Burnout is the invisible cost of the FIRE journey. Pouring relentless effort into wealth accumulation depletes energy in ways that balance sheets do not show. This poster’s high-pressure career is taking a toll, which is a big part of why retiring early has started to look more appealing. As one commenter put it, “FIRE doesn’t work if you die.”
The numbers back up how widespread this problem is. SHRM’s Employee Mental Health in 2024 Research Series, which surveyed 1,405 U.S. workers, found that 44% feel burned out at work and 51% feel “used up” at the end of the workday. Workers who report burnout are nearly three times more likely to be actively searching for a new job than those who are not depleted. Financial success is important, but it should never come at the cost of health and personal fulfillment. You are your biggest asset, and protecting that asset has to be part of the plan.
The Math Can Change
When people set a FIRE target, they run the numbers based on what they know at the time. The most common framework is the 4% rule: accumulate 25 times your annual expenses, and a 4% annual withdrawal should sustain the portfolio indefinitely. But the inputs to that formula shift over time, sometimes dramatically.

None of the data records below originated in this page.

impl EncodingTranscoder {
    pub fn new(encoding: &'static encoding_rs::Encoding) -> Self {
        EncodingTranscoder {
            decoder: encoding.new_decoder(),
            leftover: [0; 8],
            leftover_len: 0,
        }
    }

    /// Converts `input` to UTF-8, appending to `out`. Any trailing partial
    /// multi-byte sequence is retained in `leftover` for the next call
    /// rather than lossily substituted.
    pub fn convert_append(&mut self, input: &[u8], out: &mut Vec<u8>) {
        let mut combined;
        let bytes: &[u8] = if self.leftover_len > 0 {
            combined = Vec::with_capacity(self.leftover_len + input.len());
            combined.extend_from_slice(&self.leftover[..self.leftover_len]);
            combined.extend_from_slice(input);
            self.leftover_len = 0;
            &combined
        } else {
            input
        };

        let mut utf8 = String::with_capacity(bytes.len());
        let (_, read, _) = self.decoder.decode_to_string(bytes, &mut utf8, false);
        out.extend_from_slice(utf8.as_bytes());
        let remainder = &bytes[read..];
        if remainder.len() <= self.leftover.len() {
            self.leftover[..remainder.len()].copy_from_slice(remainder);
            self.leftover_len = remainder.len();
        }
    }

    /// Counts how many original-encoding bytes correspond to a run of
    /// `utf8_len` UTF-8 bytes already emitted — needed by the file-reader
    /// proto to translate an acknowledged UTF-8 prefix back into a byte
    /// offset in the underlying file for crash-safe position tracking.
    /// Re-encodes the known-good UTF-8 prefix back through the original
    /// encoding and returns the resulting byte count; exact for any
    /// encoding that round-trips (all encodings `encoding_rs` supports do,
    /// for text actually produced by decoding that same encoding).
    pub fn reverse_byte_count(encoding: &'static encoding_rs::Encoding, utf8_prefix: &str) -> usize {
        let mut encoder = encoding.new_encoder();
        let mut buf = vec![0u8; utf8_prefix.len() * 4 + 16];
        let (_, _, written, _) = encoder.encode_from_utf8(utf8_prefix, &mut buf, true);
        written
    }
}

const EOL_MAGIC_HI: u64 = 0x8080_8080_8080_8080;
const EOL_MAGIC_LO: u64 = 0x0101_0101_0101_0101;

/// Finds the first NUL or LF byte in `buf`, word-at-a-time on 64-bit
/// platforms (the original's `0x7efefefefefefeff`-style magic constant
/// search), falling back to a byte scan everywhere else (§11 resolution c).
fn find_eol_or_nul(buf: &[u8]) -> Option<usize> {
    #[cfg(target_pointer_width = "64")]
    {
        let mut i = 0;
        while i + 8 <= buf.len() {
            let word = u64::from_ne_bytes(buf[i..i + 8].try_into().unwrap());
            if has_zero_or_lf_byte(word) {
                break;
            }
            i += 8;
        }
        for (off, &b) in buf[i..].iter().enumerate() {
            if b == 0 || b == b'\n' {
                return Some(i + off);
            }
        }
        None
    }
    #[cfg(not(target_pointer_width = "64"))]
    {
        buf.iter().position(|&b| b == 0 || b == b'\n')
    }
}

#[cfg(target_pointer_width = "64")]
fn has_zero_or_lf_byte(word: u64) -> bool {
    // Classic "find a zero byte in a word" trick, applied twice: once
    // as-is (detects NUL) and once against the word XORed with the LF
    // pattern (detects LF by turning LF bytes into zero bytes first).
    fn has_zero(w: u64) -> bool {
        w.wrapping_sub(EOL_MAGIC_LO) & !w & EOL_MAGIC_HI != 0
    }
    const LF_PATTERN: u64 = 0x0a0a_0a0a_0a0a_0a0a;
    has_zero(word) || has_zero(word ^ LF_PATTERN)
}

/// Rolling read buffer shared by the text, file-reader, and record protos:
/// bytes accumulate at `end`, a terminator search starts at `pos`, and a
/// found terminator's offset is cached so a second `fetch` after a
/// multi-message read doesn't redo the scan.
pub struct LineBuffer {
    buf: Vec<u8>,
    pos: usize,
    end: usize,
    cached_eol: Option<usize>,
}

impl LineBuffer {
    pub fn new(capacity: usize) -> Self {
        LineBuffer {
            buf: vec![0u8; capacity],
            pos: 0,
            end: 0,
            cached_eol: None,
        }
    }

    pub fn is_full_no_eol(&self) -> bool {
        self.end == self.buf.len() && self.cached_eol.is_none()
    }

    fn compact(&mut self) {
        if self.pos > 0 {
            self.buf.copy_within(self.pos..self.end, 0);
            self.end -= self.pos;
            self.pos = 0;
        }
    }

    fn free_space(&mut self) -> &mut [u8] {
        if self.end == self.buf.len() {
            self.compact();
        }
        &mut self.buf[self.end..]
    }

    fn record_read(&mut self, n: usize) {
        self.end += n;
        if self.cached_eol.is_none() {
            if let Some(rel) = find_eol_or_nul(&self.buf[self.pos..self.end]) {
                self.cached_eol = Some(self.pos + rel);
            }
        }
    }

    /// Pops one line (trimmed of trailing CR/NUL/NL) if a terminator is
    /// cached, advancing `pos` past it and re-scanning the remainder for
    /// the next cached terminator.
    fn pop_line(&mut self) -> Option<Vec<u8>> {
        let eol = self.cached_eol?;
        let mut line_end = eol;
        // trim a preceding CR.
        if line_end > self.pos && self.buf[line_end - 1] == b'\r' {
            line_end -= 1;
        }
        let line = self.buf[self.pos..line_end].to_vec();
        self.pos = eol + 1;
        self.cached_eol = find_eol_or_nul(&self.buf[self.pos..self.end]).map(|r| self.pos + r);
        Some(line)
    }

    /// Forces the oversize-remainder-as-one-message degradation path: takes
    /// the whole unconsumed buffer as a message when it's full with no
    /// terminator.
    fn take_all_remaining(&mut self) -> Vec<u8> {
        let line = self.buf[self.pos..self.end].to_vec();
        self.pos = self.end;
        self.cached_eol = None;
        line
    }

    fn is_empty(&self) -> bool {
        self.pos == self.end
    }

    fn unconsumed_len(&self) -> usize {
        self.end - self.pos
    }

    fn capacity(&self) -> usize {
        self.buf.len()
    }
}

Add high-stakes obligations such as preschool tuition, unpredictable medical costs for aging parents, and the possibility of extended caregiving, and a FIRE timeline that once looked clear gets redrawn entirely. The poster’s goal of retiring by 40 made sense on paper a few years ago. After achieving real financial success and measuring it against what their family actually needs, the rigid deadline no longer feels necessary. Retirement, they realized, does not have to be an all-or-nothing decision.
Expect your goals and target numbers to evolve. As life changes, the financial strategy needs to keep up.
Why Math Alone Is Not Enough: The Advisor’s Role
Please note that this analysis is an opinion piece based on a public forum discussion. Numbers on a spreadsheet can look airtight while the lived reality is far more complicated. Managing the psychological transition from aggressive accumulator to sustainable spender is one of the harder parts of the FIRE journey, and it is precisely where a fee-only fiduciary financial advisor provides real value. A qualified professional can stress-test a plan against evolving family health liabilities, run realistic scenario analyses, and help ensure the portfolio can support unexpected caregiving costs alongside the lifestyle the poster actually wants.
Editor’s note: This update added verified SHRM burnout data (44% of surveyed U.S. workers feel burned out, 51% feel “used up” at end of day) from the 2024 Employee Mental Health Research Series, and incorporated broader context on how the FIRE movement has evolved to emphasize flexibility over strict early retirement deadlines.